- Work to complete
For this exercise, please find the lines in the entries that include the word "derive" and copy them.

- Material provided
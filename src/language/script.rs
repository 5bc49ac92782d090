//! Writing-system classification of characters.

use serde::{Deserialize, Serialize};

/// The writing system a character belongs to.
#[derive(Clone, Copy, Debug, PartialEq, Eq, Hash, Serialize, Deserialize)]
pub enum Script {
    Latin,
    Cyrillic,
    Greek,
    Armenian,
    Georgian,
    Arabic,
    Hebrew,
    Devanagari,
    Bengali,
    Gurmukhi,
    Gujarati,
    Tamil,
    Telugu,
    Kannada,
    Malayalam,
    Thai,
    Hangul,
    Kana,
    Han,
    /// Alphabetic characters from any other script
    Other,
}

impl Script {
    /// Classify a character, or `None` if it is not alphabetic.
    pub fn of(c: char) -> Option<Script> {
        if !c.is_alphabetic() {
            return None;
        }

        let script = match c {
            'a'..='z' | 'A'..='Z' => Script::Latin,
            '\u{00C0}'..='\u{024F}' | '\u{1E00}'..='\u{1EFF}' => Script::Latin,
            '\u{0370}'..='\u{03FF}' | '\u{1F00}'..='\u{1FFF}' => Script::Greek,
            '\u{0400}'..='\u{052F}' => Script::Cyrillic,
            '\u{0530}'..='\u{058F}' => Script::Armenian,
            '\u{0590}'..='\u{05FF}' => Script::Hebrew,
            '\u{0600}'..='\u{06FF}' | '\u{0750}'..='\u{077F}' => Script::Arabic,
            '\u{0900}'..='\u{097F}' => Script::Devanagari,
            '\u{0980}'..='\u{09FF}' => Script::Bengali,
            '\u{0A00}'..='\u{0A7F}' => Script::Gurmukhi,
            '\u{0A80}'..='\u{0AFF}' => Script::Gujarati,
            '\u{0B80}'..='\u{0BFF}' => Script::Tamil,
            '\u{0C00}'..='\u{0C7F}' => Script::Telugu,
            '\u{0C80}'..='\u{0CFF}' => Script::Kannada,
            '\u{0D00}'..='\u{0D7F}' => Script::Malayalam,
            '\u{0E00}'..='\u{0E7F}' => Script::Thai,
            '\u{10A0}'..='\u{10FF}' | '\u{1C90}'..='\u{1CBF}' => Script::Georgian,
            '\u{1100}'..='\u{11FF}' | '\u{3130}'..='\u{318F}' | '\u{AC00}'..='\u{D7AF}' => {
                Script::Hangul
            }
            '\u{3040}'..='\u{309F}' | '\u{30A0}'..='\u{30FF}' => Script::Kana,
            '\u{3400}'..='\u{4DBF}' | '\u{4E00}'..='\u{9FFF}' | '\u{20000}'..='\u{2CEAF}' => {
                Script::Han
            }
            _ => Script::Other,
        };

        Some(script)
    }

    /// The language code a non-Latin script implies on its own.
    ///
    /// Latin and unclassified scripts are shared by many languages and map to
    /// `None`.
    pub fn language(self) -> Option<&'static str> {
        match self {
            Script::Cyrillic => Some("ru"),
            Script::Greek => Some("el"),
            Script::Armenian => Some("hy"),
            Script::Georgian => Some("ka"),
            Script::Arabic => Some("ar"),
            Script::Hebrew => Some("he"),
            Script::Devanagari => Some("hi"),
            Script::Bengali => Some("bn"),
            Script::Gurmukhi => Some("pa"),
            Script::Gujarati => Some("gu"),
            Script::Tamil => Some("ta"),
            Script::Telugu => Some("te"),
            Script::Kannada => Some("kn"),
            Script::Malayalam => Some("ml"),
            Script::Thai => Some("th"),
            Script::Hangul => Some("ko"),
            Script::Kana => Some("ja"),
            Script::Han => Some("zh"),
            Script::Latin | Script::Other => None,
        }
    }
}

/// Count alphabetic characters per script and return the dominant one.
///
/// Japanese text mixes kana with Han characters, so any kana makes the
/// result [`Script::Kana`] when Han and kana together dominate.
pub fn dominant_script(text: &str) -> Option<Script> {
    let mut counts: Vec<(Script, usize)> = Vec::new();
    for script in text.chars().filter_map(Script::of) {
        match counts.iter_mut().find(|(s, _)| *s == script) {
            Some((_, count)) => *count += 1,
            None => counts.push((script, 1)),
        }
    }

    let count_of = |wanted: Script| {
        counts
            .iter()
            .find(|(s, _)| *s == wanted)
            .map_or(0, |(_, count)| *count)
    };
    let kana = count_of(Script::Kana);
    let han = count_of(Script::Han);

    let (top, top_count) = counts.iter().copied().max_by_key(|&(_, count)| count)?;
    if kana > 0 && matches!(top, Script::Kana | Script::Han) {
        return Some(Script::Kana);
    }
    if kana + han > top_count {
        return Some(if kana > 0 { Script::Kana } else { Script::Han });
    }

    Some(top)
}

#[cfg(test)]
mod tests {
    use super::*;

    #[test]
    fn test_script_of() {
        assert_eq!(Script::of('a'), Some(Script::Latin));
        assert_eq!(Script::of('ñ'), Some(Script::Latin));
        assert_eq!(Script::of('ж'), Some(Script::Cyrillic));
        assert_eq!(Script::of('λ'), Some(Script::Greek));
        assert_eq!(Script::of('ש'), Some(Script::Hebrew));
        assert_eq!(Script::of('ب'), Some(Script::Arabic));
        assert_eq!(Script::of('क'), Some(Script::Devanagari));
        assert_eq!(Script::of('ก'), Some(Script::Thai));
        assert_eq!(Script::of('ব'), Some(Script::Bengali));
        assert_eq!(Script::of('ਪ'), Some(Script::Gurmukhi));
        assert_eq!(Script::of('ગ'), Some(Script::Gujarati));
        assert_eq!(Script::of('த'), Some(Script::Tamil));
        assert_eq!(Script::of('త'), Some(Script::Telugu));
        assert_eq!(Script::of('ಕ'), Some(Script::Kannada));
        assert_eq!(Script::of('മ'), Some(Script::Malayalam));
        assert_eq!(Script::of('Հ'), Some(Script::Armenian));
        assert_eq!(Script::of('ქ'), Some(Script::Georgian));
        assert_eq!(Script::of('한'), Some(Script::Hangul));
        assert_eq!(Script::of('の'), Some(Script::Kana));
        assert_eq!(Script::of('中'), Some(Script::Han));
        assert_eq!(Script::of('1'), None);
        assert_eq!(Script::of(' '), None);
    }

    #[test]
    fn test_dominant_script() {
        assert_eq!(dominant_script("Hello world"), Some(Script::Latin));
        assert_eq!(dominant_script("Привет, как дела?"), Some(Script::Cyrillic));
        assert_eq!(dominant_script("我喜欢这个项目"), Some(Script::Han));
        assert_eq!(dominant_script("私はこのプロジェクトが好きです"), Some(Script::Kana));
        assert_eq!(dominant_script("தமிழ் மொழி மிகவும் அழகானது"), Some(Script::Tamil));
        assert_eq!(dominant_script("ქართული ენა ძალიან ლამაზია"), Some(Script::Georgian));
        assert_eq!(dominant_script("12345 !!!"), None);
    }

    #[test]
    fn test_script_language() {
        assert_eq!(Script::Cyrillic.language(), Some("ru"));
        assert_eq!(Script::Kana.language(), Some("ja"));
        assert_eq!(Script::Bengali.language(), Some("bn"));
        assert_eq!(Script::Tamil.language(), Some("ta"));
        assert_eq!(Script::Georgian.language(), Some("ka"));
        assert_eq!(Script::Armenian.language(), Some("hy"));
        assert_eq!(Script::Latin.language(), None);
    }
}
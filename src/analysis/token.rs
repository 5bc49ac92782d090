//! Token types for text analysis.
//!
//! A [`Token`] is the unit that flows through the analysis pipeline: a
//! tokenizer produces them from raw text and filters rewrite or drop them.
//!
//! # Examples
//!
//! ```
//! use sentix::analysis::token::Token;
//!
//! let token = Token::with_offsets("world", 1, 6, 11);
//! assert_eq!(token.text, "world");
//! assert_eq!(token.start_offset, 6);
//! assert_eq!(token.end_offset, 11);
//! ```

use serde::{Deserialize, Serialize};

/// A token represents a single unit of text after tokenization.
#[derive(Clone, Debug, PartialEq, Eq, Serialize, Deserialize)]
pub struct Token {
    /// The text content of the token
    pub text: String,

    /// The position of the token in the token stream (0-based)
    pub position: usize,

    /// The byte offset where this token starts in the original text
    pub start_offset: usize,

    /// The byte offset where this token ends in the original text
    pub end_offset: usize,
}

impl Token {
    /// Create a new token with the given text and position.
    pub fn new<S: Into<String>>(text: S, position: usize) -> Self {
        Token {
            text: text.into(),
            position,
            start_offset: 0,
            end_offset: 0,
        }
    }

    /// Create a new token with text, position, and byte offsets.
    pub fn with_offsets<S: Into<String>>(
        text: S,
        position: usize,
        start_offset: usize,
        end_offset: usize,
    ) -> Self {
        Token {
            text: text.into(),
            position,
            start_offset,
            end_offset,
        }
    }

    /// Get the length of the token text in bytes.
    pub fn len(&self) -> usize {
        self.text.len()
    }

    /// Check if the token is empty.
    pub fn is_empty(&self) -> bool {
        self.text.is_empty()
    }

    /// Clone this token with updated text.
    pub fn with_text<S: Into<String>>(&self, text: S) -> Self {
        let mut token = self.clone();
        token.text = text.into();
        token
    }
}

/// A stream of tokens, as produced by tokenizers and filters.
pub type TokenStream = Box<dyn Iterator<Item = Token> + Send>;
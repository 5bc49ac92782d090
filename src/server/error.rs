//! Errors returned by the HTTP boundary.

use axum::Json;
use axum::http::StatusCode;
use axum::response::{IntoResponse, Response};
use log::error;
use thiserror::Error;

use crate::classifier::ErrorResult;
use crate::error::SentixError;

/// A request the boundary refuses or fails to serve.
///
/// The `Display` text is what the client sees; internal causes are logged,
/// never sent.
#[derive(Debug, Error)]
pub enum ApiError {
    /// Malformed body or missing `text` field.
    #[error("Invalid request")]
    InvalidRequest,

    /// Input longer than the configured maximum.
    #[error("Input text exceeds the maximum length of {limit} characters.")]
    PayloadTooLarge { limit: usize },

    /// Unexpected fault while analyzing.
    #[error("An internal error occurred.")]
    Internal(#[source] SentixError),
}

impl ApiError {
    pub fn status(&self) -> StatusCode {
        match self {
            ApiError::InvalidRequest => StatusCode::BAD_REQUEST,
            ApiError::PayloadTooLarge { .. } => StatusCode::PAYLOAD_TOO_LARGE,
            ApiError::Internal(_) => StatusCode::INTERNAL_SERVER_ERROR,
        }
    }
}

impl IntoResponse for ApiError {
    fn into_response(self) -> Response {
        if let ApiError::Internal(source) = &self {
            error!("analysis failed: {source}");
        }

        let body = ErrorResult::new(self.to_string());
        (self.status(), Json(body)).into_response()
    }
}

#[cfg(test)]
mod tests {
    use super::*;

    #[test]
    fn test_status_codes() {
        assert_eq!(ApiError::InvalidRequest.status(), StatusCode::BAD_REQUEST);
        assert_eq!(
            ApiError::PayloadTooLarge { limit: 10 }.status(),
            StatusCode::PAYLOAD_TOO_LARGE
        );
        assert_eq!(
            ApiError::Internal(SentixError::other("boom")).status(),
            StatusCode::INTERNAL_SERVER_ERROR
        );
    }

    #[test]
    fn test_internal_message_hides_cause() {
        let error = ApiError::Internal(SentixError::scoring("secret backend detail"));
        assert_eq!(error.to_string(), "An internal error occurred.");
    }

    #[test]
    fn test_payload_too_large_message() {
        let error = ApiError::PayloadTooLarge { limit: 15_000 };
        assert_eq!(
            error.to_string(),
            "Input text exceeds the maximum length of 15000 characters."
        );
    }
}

- Output for this task
#[derive(Clone, Copy, Debug, PartialEq, Eq, Hash, Serialize, Deserialize)]
#[derive(Clone, Debug, PartialEq, Eq, Serialize, Deserialize)]
#[derive(Debug, Error)]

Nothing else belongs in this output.